Produce an exact copy of all the records.

——————————

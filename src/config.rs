use crate::types::StreamConfig;

/// Runtime settings shared by every session a host creates.
#[derive(Debug, Clone, PartialEq, Eq)]
pub struct Settings {
    pub stream: StreamConfig,
    /// Conjugate user-frame quaternions (world-around-object → object frame).
    pub conjugate: bool,
    /// Bounded-wait read timeout for each tick.
    pub read_timeout_ms: u32,
    /// After a message arrives, drain whatever else is already queued.
    pub drain_backlog: bool,
    /// Enumeration cap.
    pub max_devices: usize,
    /// Prefix for host-side session names.
    pub device_name: String,
    /// Capacity of the orientation channel used by the C API.
    pub channel_capacity: usize,
}

impl Default for Settings {
    fn default() -> Self {
        Self {
            stream: StreamConfig::default(),
            conjugate: true,
            read_timeout_ms: 100,
            drain_backlog: true,
            max_devices: 100,
            device_name: "FreespaceDevice".to_string(),
            channel_capacity: 256,
        }
    }
}

impl Settings {
    /// Defaults overridden by `FREESPACE_*` environment variables.
    ///
    /// - `FREESPACE_SEND_BODY_FRAMES`, `FREESPACE_SEND_USER_FRAMES`
    /// - `FREESPACE_CONJUGATE`
    /// - `FREESPACE_READ_TIMEOUT_MS`
    /// - `FREESPACE_DRAIN`
    /// - `FREESPACE_MAX_DEVICES`
    /// - `FREESPACE_DEVICE_NAME`
    /// - `FREESPACE_CHANNEL_CAPACITY`
    pub fn from_env() -> Self {
        Self::from_lookup(|name| std::env::var(name).ok())
    }

    fn from_lookup(lookup: impl Fn(&str) -> Option<String>) -> Self {
        let d = Self::default();
        let settings = Self {
            stream: StreamConfig::new(
                read_bool(&lookup, "FREESPACE_SEND_BODY_FRAMES", d.stream.send_body_frames),
                read_bool(&lookup, "FREESPACE_SEND_USER_FRAMES", d.stream.send_user_frames),
            ),
            conjugate: read_bool(&lookup, "FREESPACE_CONJUGATE", d.conjugate),
            read_timeout_ms: read_parsed(&lookup, "FREESPACE_READ_TIMEOUT_MS", d.read_timeout_ms),
            drain_backlog: read_bool(&lookup, "FREESPACE_DRAIN", d.drain_backlog),
            max_devices: read_parsed(&lookup, "FREESPACE_MAX_DEVICES", d.max_devices),
            device_name: read_string(&lookup, "FREESPACE_DEVICE_NAME", &d.device_name),
            channel_capacity: read_parsed(&lookup, "FREESPACE_CHANNEL_CAPACITY", d.channel_capacity)
                .max(1),
        };
        log::info!(
            "Freespace settings: body={} user={} conjugate={} timeout={}ms drain={} maxDevices={}",
            settings.stream.send_body_frames,
            settings.stream.send_user_frames,
            settings.conjugate,
            settings.read_timeout_ms,
            settings.drain_backlog,
            settings.max_devices,
        );
        settings
    }
}

fn read_bool(lookup: &impl Fn(&str) -> Option<String>, name: &str, default: bool) -> bool {
    lookup(name)
        .and_then(|v| {
            let v = v.trim().to_ascii_lowercase();
            match v.as_str() {
                "1" | "true" | "yes" | "on" => Some(true),
                "0" | "false" | "no" | "off" => Some(false),
                _ => None,
            }
        })
        .unwrap_or(default)
}

fn read_parsed<T: std::str::FromStr>(
    lookup: &impl Fn(&str) -> Option<String>,
    name: &str,
    default: T,
) -> T {
    lookup(name)
        .and_then(|v| v.trim().parse::<T>().ok())
        .unwrap_or(default)
}

fn read_string(lookup: &impl Fn(&str) -> Option<String>, name: &str, default: &str) -> String {
    lookup(name)
        .map(|v| v.trim().to_string())
        .filter(|v| !v.is_empty())
        .unwrap_or_else(|| default.to_string())
}

#[cfg(test)]
mod tests {
    use super::*;
    use std::collections::HashMap;

    fn settings_from(vars: &[(&str, &str)]) -> Settings {
        let map: HashMap<String, String> = vars
            .iter()
            .map(|(k, v)| (k.to_string(), v.to_string()))
            .collect();
        Settings::from_lookup(|name| map.get(name).cloned())
    }

    #[test]
    fn test_defaults_without_env() {
        assert_eq!(settings_from(&[]), Settings::default());
    }

    #[test]
    fn test_overrides() {
        let s = settings_from(&[
            ("FREESPACE_SEND_BODY_FRAMES", "Yes"),
            ("FREESPACE_SEND_USER_FRAMES", "off"),
            ("FREESPACE_CONJUGATE", "0"),
            ("FREESPACE_READ_TIMEOUT_MS", " 25 "),
            ("FREESPACE_DEVICE_NAME", "Wand"),
            ("FREESPACE_CHANNEL_CAPACITY", "0"),
        ]);
        assert_eq!(s.stream, StreamConfig::new(true, false));
        assert!(!s.conjugate);
        assert_eq!(s.read_timeout_ms, 25);
        assert_eq!(s.device_name, "Wand");
        assert_eq!(s.channel_capacity, 1);
    }

    #[test]
    fn test_garbage_falls_back_to_default() {
        let s = settings_from(&[
            ("FREESPACE_CONJUGATE", "maybe"),
            ("FREESPACE_READ_TIMEOUT_MS", "-3"),
            ("FREESPACE_DEVICE_NAME", "   "),
        ]);
        assert!(s.conjugate);
        assert_eq!(s.read_timeout_ms, 100);
        assert_eq!(s.device_name, "FreespaceDevice");
    }
}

——————————

→ **Task result**
filename src/config.rs
use crate::types::StreamConfig;

/// Runtime settings shared by every session a host creates.
#[derive(Debug, Clone, PartialEq, Eq)]
pub struct Settings {
    pub stream: StreamConfig,
    /// Conjugate user-frame quaternions (world-around-object → object frame).
    pub conjugate: bool,
    /// Bounded-wait read timeout for each tick.
    pub read_timeout_ms: u32,
    /// After a message arrives, drain whatever else is already queued.
    pub drain_backlog: bool,
    /// Enumeration cap.
    pub max_devices: usize,
    /// Prefix for host-side session names.
    pub device_name: String,
    /// Capacity of the orientation channel used by the C API.
    pub channel_capacity: usize,
}

impl Default for Settings {
    fn default() -> Self {
        Self {
            stream: StreamConfig::default(),
            conjugate: true,
            read_timeout_ms: 100,
            drain_backlog: true,
            max_devices: 100,
            device_name: "FreespaceDevice".to_string(),
            channel_capacity: 256,
        }
    }
}

impl Settings {
    /// Defaults overridden by `FREESPACE_*` environment variables.
    ///
    /// - `FREESPACE_SEND_BODY_FRAMES`, `FREESPACE_SEND_USER_FRAMES`
    /// - `FREESPACE_CONJUGATE`
    /// - `FREESPACE_READ_TIMEOUT_MS`
    /// - `FREESPACE_DRAIN`
    /// - `FREESPACE_MAX_DEVICES`
    /// - `FREESPACE_DEVICE_NAME`
    /// - `FREESPACE_CHANNEL_CAPACITY`
    pub fn from_env() -> Self {
        Self::from_lookup(|name| std::env::var(name).ok())
    }

    fn from_lookup(lookup: impl Fn(&str) -> Option<String>) -> Self {
        let d = Self::default();
        let settings = Self {
            stream: StreamConfig::new(
                read_bool(&lookup, "FREESPACE_SEND_BODY_FRAMES", d.stream.send_body_frames),
                read_bool(&lookup, "FREESPACE_SEND_USER_FRAMES", d.stream.send_user_frames),
            ),
            conjugate: read_bool(&lookup, "FREESPACE_CONJUGATE", d.conjugate),
            read_timeout_ms: read_parsed(&lookup, "FREESPACE_READ_TIMEOUT_MS", d.read_timeout_ms),
            drain_backlog: read_bool(&lookup, "FREESPACE_DRAIN", d.drain_backlog),
            max_devices: read_parsed(&lookup, "FREESPACE_MAX_DEVICES", d.max_devices),
            device_name: read_string(&lookup, "FREESPACE_DEVICE_NAME", &d.device_name),
            channel_capacity: read_parsed(&lookup, "FREESPACE_CHANNEL_CAPACITY", d.channel_capacity)
                .max(1),
        };
        log::info!(
            "Freespace settings: body={} user={} conjugate={} timeout={}ms drain={} maxDevices={}",
            settings.stream.send_body_frames,
            settings.stream.send_user_frames,
            settings.conjugate,
            settings.read_timeout_ms,
            settings.drain_backlog,
            settings.max_devices,
        );
        settings
    }
}

fn read_bool(lookup: &impl Fn(&str) -> Option<String>, name: &str, default: bool) -> bool {
    lookup(name)
        .and_then(|v| {
            let v = v.trim().to_ascii_lowercase();
            match v.as_str() {
                "1" | "true" | "yes" | "on" => Some(true),
                "0" | "false" | "no" | "off" => Some(false),
                _ => None,
            }
        })
        .unwrap_or(default)
}

fn read_parsed<T: std::str::FromStr>(
    lookup: &impl Fn(&str) -> Option<String>,
    name: &str,
    default: T,
) -> T {
    lookup(name)
        .and_then(|v| v.trim().parse::<T>().ok())
        .unwrap_or(default)
}

fn read_string(lookup: &impl Fn(&str) -> Option<String>, name: &str, default: &str) -> String {
    lookup(name)
        .map(|v| v.trim().to_string())
        .filter(|v| !v.is_empty())
        .unwrap_or_else(|| default.to_string())
}

#[cfg(test)]
mod tests {
    use super::*;
    use std::collections::HashMap;

    fn settings_from(vars: &[(&str, &str)]) -> Settings {
        let map: HashMap<String, String> = vars
            .iter()
            .map(|(k, v)| (k.to_string(), v.to_string()))
            .collect();
        Settings::from_lookup(|name| map.get(name).cloned())
    }

    #[test]
    fn test_defaults_without_env() {
        assert_eq!(settings_from(&[]), Settings::default());
    }

    #[test]
    fn test_overrides() {
        let s = settings_from(&[
            ("FREESPACE_SEND_BODY_FRAMES", "Yes"),
            ("FREESPACE_SEND_USER_FRAMES", "off"),
            ("FREESPACE_CONJUGATE", "0"),
            ("FREESPACE_READ_TIMEOUT_MS", " 25 "),
            ("FREESPACE_DEVICE_NAME", "Wand"),
            ("FREESPACE_CHANNEL_CAPACITY", "0"),
        ]);
        assert_eq!(s.stream, StreamConfig::new(true, false));
        assert!(!s.conjugate);
        assert_eq!(s.read_timeout_ms, 25);
        assert_eq!(s.device_name, "Wand");
        assert_eq!(s.channel_capacity, 1);
    }

    #[test]
    fn test_garbage_falls_back_to_default() {
        let s = settings_from(&[
            ("FREESPACE_CONJUGATE", "maybe"),
            ("FREESPACE_READ_TIMEOUT_MS", "-3"),
            ("FREESPACE_DEVICE_NAME", "   "),
        ]);
        assert!(s.conjugate);
        assert_eq!(s.read_timeout_ms, 100);
        assert_eq!(s.device_name, "FreespaceDevice");
    }
}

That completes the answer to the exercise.